# Directions:
The answer must consist of every line from the entries that holds the word "return".

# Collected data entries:

- Opening Delimiter -

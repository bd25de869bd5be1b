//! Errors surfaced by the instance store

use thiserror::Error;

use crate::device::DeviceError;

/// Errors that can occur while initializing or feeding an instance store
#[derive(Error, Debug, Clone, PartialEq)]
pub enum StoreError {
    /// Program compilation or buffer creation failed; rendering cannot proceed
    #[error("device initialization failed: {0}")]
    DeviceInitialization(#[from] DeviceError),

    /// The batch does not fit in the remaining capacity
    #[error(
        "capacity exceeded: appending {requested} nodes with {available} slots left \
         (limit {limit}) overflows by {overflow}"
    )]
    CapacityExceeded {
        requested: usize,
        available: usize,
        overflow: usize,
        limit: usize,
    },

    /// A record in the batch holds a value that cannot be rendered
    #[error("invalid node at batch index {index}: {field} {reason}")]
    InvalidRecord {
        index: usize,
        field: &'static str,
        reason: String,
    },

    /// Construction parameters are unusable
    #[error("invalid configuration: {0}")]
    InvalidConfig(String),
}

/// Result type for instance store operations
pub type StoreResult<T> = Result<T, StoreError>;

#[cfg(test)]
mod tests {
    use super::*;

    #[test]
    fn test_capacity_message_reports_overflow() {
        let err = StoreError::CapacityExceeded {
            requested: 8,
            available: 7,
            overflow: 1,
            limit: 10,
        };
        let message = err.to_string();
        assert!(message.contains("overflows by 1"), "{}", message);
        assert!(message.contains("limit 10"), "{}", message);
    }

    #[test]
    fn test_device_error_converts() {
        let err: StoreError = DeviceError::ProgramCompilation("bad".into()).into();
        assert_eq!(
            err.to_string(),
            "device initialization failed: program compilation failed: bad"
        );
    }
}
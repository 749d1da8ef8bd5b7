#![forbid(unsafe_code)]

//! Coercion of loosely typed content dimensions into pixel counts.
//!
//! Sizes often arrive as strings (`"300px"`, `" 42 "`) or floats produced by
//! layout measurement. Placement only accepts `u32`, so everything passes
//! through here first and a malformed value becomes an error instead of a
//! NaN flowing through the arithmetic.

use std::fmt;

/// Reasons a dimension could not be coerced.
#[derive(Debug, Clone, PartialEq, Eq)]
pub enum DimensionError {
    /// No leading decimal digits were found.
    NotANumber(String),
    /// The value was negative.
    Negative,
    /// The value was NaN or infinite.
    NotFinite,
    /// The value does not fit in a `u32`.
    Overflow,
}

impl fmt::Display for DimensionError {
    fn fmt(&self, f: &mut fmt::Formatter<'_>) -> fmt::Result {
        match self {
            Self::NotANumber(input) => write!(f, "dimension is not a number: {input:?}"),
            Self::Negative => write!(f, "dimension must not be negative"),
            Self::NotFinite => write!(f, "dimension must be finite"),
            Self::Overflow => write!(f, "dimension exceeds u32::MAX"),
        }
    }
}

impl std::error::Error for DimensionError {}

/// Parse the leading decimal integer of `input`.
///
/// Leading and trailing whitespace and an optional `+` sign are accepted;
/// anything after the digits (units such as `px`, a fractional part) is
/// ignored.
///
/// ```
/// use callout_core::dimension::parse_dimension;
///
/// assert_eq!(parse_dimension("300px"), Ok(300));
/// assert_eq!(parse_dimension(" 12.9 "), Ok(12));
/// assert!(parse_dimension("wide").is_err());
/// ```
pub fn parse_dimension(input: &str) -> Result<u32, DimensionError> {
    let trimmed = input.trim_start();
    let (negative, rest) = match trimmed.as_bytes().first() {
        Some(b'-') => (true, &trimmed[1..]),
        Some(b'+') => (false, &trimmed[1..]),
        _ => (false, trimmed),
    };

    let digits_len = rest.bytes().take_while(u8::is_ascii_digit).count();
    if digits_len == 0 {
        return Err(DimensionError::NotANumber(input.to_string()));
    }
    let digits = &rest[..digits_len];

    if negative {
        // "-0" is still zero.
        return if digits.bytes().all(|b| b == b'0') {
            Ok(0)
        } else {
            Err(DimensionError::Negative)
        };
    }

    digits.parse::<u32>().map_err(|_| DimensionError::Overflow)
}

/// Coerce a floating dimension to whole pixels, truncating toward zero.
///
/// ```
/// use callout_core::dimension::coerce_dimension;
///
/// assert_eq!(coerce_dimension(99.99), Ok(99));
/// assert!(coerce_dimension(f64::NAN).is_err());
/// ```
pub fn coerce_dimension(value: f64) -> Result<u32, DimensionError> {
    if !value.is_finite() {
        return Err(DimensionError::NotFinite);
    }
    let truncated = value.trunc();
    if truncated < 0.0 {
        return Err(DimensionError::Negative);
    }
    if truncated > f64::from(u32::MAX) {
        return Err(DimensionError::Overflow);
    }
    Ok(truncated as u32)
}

- Closing Delimiter -

# Response to the exercise:
        return Err(DimensionError::NotANumber(input.to_string()));
        return if digits.bytes().all(|b| b == b'0') {
        return Err(DimensionError::NotFinite);
        return Err(DimensionError::Negative);
        return Err(DimensionError::Overflow);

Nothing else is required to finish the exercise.